Feeney followed an individually tailored programme in the 2018 pre-season training camp at La Manga, Spain, designed to have him operating at full tilt when he returned to the pitch. He also underlined the reviving effects of being part of the squad which has travelled abroad for a seven-day camp ahead of the new season kicking off in August 2018.
“I have been joining in the warm-ups and just being around the lads and feeling part of the team again is good for morale,” said Feeney. “I am starting to get into the swing of things.
“You have to set yourself goals or you would end up just turning up and doing what you’re told. Within limits – because you have to listen to the physios. They give you goals and you cannot jump ahead of them. But if they give you some sort of cardio work, for example, I will try to beat the time they tell me to do it in.
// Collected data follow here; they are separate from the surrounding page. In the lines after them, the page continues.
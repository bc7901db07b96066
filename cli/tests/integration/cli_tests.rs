//! Integration tests for the CLI skeleton: help, version and global flags.

#![allow(clippy::expect_used)]

use assert_cmd::Command;
use predicates::prelude::*;

fn rollout() -> Command {
    let mut cmd = Command::new(assert_cmd::cargo::cargo_bin!("rollout"));
    cmd.env("NO_COLOR", "1").env_remove("ROLLOUT_CONFIG");
    cmd
}

// --- Help and version tests ---

#[test]
fn test_cli_no_args_shows_help_and_exits_two() {
    // clap with arg_required_else_help shows help on stderr and exits 2
    rollout()
        .assert()
        .code(2)
        .stderr(predicate::str::contains("Release-based deployments over ssh"));
}

#[test]
fn test_cli_help_flag_shows_help() {
    rollout()
        .arg("--help")
        .assert()
        .success()
        .stdout(predicate::str::contains("Usage:"))
        .stdout(predicate::str::contains("deploy"))
        .stdout(predicate::str::contains("version"));
}

#[test]
fn test_deploy_help_lists_subcommands() {
    rollout()
        .args(["deploy", "--help"])
        .assert()
        .success()
        .stdout(predicate::str::contains("init"))
        .stdout(predicate::str::contains("run"))
        .stdout(predicate::str::contains("list"))
        .stdout(predicate::str::contains("releases"));
}

#[test]
fn test_any_no_color_value_is_accepted() {
    for value in ["1", "true", "yes", ""] {
        rollout()
            .env("NO_COLOR", value)
            .arg("version")
            .assert()
            .success()
            .stdout(predicate::str::contains("rollout v"));
    }
}

#[test]
fn test_no_color_env_leaves_deploy_init_exit_codes_alone() {
    let dir = tempfile::tempdir().expect("tempdir");
    for _ in 0..2 {
        rollout()
            .current_dir(dir.path())
            .env("NO_COLOR", "1")
            .args(["deploy", "init"])
            .assert()
            .code(0);
    }
}

#[test]
fn test_cli_version_flag_shows_version() {
    rollout()
        .arg("--version")
        .assert()
        .success()
        .stdout(predicate::str::contains("rollout"));
}

#[test]
fn test_version_command_shows_version() {
    rollout()
        .arg("version")
        .assert()
        .success()
        .stdout(predicate::str::contains(concat!(
            "rollout v",
            env!("CARGO_PKG_VERSION")
        )));
}

#[test]
fn test_version_command_json_outputs_valid_json() {
    let output = rollout()
        .args(["version", "--json"])
        .output()
        .expect("run rollout");
    assert!(output.status.success());
    let value: serde_json::Value =
        serde_json::from_slice(&output.stdout).expect("stdout is JSON");
    assert_eq!(value["version"], env!("CARGO_PKG_VERSION"));
}

#[test]
fn test_unknown_subcommand_fails() {
    rollout()
        .arg("launch")
        .assert()
        .failure()
        .stderr(predicate::str::contains("unrecognized subcommand"));
}

#[test]
fn test_run_requires_a_name() {
    rollout()
        .args(["deploy", "run"])
        .assert()
        .failure()
        .stderr(predicate::str::contains("<NAME>"));
}

#[test]
fn test_zero_timeout_is_rejected() {
    rollout()
        .args(["deploy", "run", "production", "--timeout", "0"])
        .assert()
        .failure()
        .stderr(predicate::str::contains("--timeout"));
}
//! Application service: remote command execution for one host.
//!
//! `HostSession` binds a `RemoteShell`, a credential and a progress reporter
//! so the step services can say `session.run(&cmd)` and get stdout back, with
//! failures already typed as `DeployError`.

use anyhow::Result;
use rollout_common::RemoteCredential;

use crate::application::ports::{ProgressReporter, RemoteShell, TimedOut};
use crate::domain::{DeployError, RemoteCommand};

/// One host's view of the remote side.
pub struct HostSession<'a, S, R> {
    shell: &'a S,
    reporter: &'a R,
    credential: &'a RemoteCredential,
    label: &'a str,
}

impl<'a, S: RemoteShell, R: ProgressReporter> HostSession<'a, S, R> {
    pub fn new(
        shell: &'a S,
        reporter: &'a R,
        credential: &'a RemoteCredential,
        label: &'a str,
    ) -> Self {
        Self {
            shell,
            reporter,
            credential,
            label,
        }
    }

    #[must_use]
    pub fn label(&self) -> &str {
        self.label
    }

    #[must_use]
    pub fn credential(&self) -> &RemoteCredential {
        self.credential
    }

    /// Progress line prefixed with the host label.
    pub fn step(&self, message: &str) {
        self.reporter.step(&format!("[{}] {message}", self.label));
    }

    pub fn success(&self, message: &str) {
        self.reporter.success(&format!("[{}] {message}", self.label));
    }

    pub fn warn(&self, message: &str) {
        self.reporter.warn(&format!("[{}] {message}", self.label));
    }

    /// Run `command` and return its stdout.
    ///
    /// Stderr from a successful command is surfaced as a warning, not an
    /// error: package managers and version managers write progress there.
    ///
    /// # Errors
    ///
    /// Returns `DeployError::RemoteExecution` when the host is unreachable or
    /// the command exits non-zero, and `DeployError::Timeout` when it hangs.
    pub async fn run(&self, command: &RemoteCommand) -> Result<String> {
        tracing::debug!(host = self.label, command = %command, "remote exec");
        let output = self
            .shell
            .exec(self.credential, command)
            .await
            .map_err(|e| self.transport_error(&command.summary(), &e))?;

        let stdout = String::from_utf8_lossy(&output.stdout).into_owned();
        let stderr = String::from_utf8_lossy(&output.stderr);
        if !output.status.success() {
            return Err(DeployError::RemoteExecution {
                host: self.label.to_string(),
                command: command.summary(),
                detail: failure_detail(output.status.code(), &stderr),
            }
            .into());
        }
        self.surface_stderr(&stderr);
        Ok(stdout)
    }

    /// Run a query whose non-zero exit means "absent" rather than failure.
    ///
    /// Returns `None` on non-zero exit.
    ///
    /// # Errors
    ///
    /// Returns an error only when the host cannot be reached or the command
    /// times out.
    pub async fn probe(&self, command: &RemoteCommand) -> Result<Option<String>> {
        tracing::debug!(host = self.label, command = %command, "remote probe");
        let output = self
            .shell
            .exec(self.credential, command)
            .await
            .map_err(|e| self.transport_error(&command.summary(), &e))?;
        Ok(output
            .status
            .success()
            .then(|| String::from_utf8_lossy(&output.stdout).into_owned()))
    }

    /// Write `contents` to `remote_path` on the host.
    ///
    /// # Errors
    ///
    /// Same as [`HostSession::run`].
    pub async fn upload(&self, remote_path: &str, contents: &[u8]) -> Result<()> {
        tracing::debug!(host = self.label, path = remote_path, bytes = contents.len(), "upload");
        let summary = format!("upload {remote_path}");
        let output = self
            .shell
            .upload(self.credential, remote_path, contents)
            .await
            .map_err(|e| self.transport_error(&summary, &e))?;
        if !output.status.success() {
            return Err(DeployError::RemoteExecution {
                host: self.label.to_string(),
                command: summary,
                detail: failure_detail(
                    output.status.code(),
                    &String::from_utf8_lossy(&output.stderr),
                ),
            }
            .into());
        }
        Ok(())
    }

    fn surface_stderr(&self, stderr: &str) {
        let noise = stderr.trim();
        if noise.is_empty() {
            return;
        }
        tracing::warn!(host = self.label, stderr = noise, "remote stderr");
        for line in noise.lines().filter(|l| !l.trim().is_empty()).take(5) {
            self.warn(line.trim());
        }
    }

    fn transport_error(&self, command: &str, err: &anyhow::Error) -> anyhow::Error {
        if let Some(timeout) = err.downcast_ref::<TimedOut>() {
            return DeployError::Timeout {
                host: self.label.to_string(),
                command: command.to_string(),
                secs: timeout.timeout.as_secs(),
            }
            .into();
        }
        DeployError::RemoteExecution {
            host: self.label.to_string(),
            command: command.to_string(),
            detail: format!("{err:#}"),
        }
        .into()
    }
}

/// Describe a non-zero exit for an error message.
#[must_use]
pub fn failure_detail(code: Option<i32>, stderr: &str) -> String {
    let status = code.map_or_else(|| "killed by signal".to_string(), |c| format!("exit status {c}"));
    match stderr.trim() {
        "" => status,
        text => format!("{status}: {text}"),
    }
}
They are just little goals you can go out and reach each day and feel like you’ve achieved something.
“I have never really had a proper long-term injury – nothing as long as this. It is a new test and something you have to get on with and deal with. “It does strengthen you mentally.”
Morgan Feeney would eventually return to captain the Under-23s a few games into the new season, and he would lead them to an impressive double in winning the Premier League 2 trophy and the Premier League Cup, Feeney scoring the winning goal of the final at Goodison Park in May 2019.
Feeney was an established member of the U23s who tried to sustain the high standard into the new season, but things fell apart as the Blues drifted into the lower half of the PL2 table, well off the required pace to defend their title. At the end of the January 2020 transfer window, Morgan Feeney secured a loan move to Tranmere Rovers for the remainder of the season.
But that loan would be cut short almost before it had begun, with Feeney suffering a serious hamstring injury in his first game for Tranmere, and returning to Finch Farm for treatment, with fears that he would be out recovering for the rest of the season. Indeed, he did not get to play again before the early termination of the season due to the Covid-19 pandemic.
In May 2020, he was told that Everton would release him at the end of his contract. Feeney would sign a short-term deal with Sunderland in League One later that summer after a number of weeks training with the North-East club. But just weeks into his new career, another serious hamstring injury would once again put him on the sidelines after just 8 minutes of his first PL2 game for the Black Cats. He was released in January 2021.
He was able to secure a new contract with Carlisle Utd but would not play again until the following season, where he worked his way into becoming a first-team regular for the League Two team, running up against his old Everton U23 side in an EFL Trophy game that The Cumbrians would win 2-0.